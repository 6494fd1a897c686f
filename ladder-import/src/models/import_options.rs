//! Per-batch import options

use ladder_common::config::ImportDefaults;
use ladder_common::{MeshAlgorithm, MeshQuality, SourceUnit};
use std::fmt;
use std::str::FromStr;

/// Where imported objects get their origin
#[derive(Debug, Clone, Copy, PartialEq, Eq, Default)]
pub enum OriginMode {
    /// Keep the origin from the file
    #[default]
    None,
    /// Median of the geometry
    Geometry,
    /// Center of the bounding box
    Bounds,
    /// Current 3D cursor location
    Cursor,
    /// World origin
    World,
}

impl FromStr for OriginMode {
    type Err = ladder_common::Error;

    fn from_str(s: &str) -> Result<Self, Self::Err> {
        match s.trim().to_lowercase().as_str() {
            "none" => Ok(OriginMode::None),
            "geometry" => Ok(OriginMode::Geometry),
            "bounds" => Ok(OriginMode::Bounds),
            "cursor" => Ok(OriginMode::Cursor),
            "world" => Ok(OriginMode::World),
            other => Err(ladder_common::Error::InvalidInput(format!(
                "unknown origin mode: {}",
                other
            ))),
        }
    }
}

impl fmt::Display for OriginMode {
    fn fmt(&self, f: &mut fmt::Formatter<'_>) -> fmt::Result {
        let label = match self {
            OriginMode::None => "none",
            OriginMode::Geometry => "geometry",
            OriginMode::Bounds => "bounds",
            OriginMode::Cursor => "cursor",
            OriginMode::World => "world",
        };
        f.write_str(label)
    }
}

/// Everything the user chose for one import
#[derive(Debug, Clone, PartialEq)]
pub struct ImportOptions {
    // Mesh settings
    pub mesh_quality: MeshQuality,
    /// Used only with [`MeshQuality::Custom`]
    pub mesh_size_min: f64,
    /// Used only with [`MeshQuality::Custom`]
    pub mesh_size_max: f64,
    pub algorithm: MeshAlgorithm,
    pub optimize_mesh: bool,
    pub healing: bool,

    // Units / scale
    pub source_unit: SourceUnit,
    pub global_scale: f64,

    // Organization
    pub import_to_collection: bool,
    pub collection_name: Option<String>,
    pub use_part_names: bool,

    // Geometry processing
    pub smooth_shading: bool,
    pub recalc_normals: bool,
    /// Merge vertices within this distance (0 disables)
    pub merge_distance: f64,
    pub apply_transform: bool,
    pub set_origin: OriginMode,
}

impl Default for ImportOptions {
    fn default() -> Self {
        Self {
            mesh_quality: MeshQuality::Normal,
            mesh_size_min: 0.1,
            mesh_size_max: 10.0,
            algorithm: MeshAlgorithm::Automatic,
            optimize_mesh: false,
            healing: false,
            source_unit: SourceUnit::Auto,
            global_scale: 1.0,
            import_to_collection: false,
            collection_name: None,
            use_part_names: false,
            smooth_shading: false,
            recalc_normals: false,
            merge_distance: 0.0,
            apply_transform: false,
            set_origin: OriginMode::None,
        }
    }
}

impl ImportOptions {
    /// Start from configured defaults
    pub fn from_defaults(defaults: &ImportDefaults) -> Self {
        Self {
            mesh_quality: defaults.mesh_quality,
            mesh_size_min: defaults.mesh_size_min,
            mesh_size_max: defaults.mesh_size_max,
            global_scale: defaults.global_scale,
            import_to_collection: defaults.import_to_collection,
            smooth_shading: defaults.smooth_shading,
            ..Self::default()
        }
    }
}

########

WHAT YOU SHOULD DO
Report every line containing the string "FromStr" in the material.

ANSWER BELOW
use std::str::FromStr;
impl FromStr for OriginMode {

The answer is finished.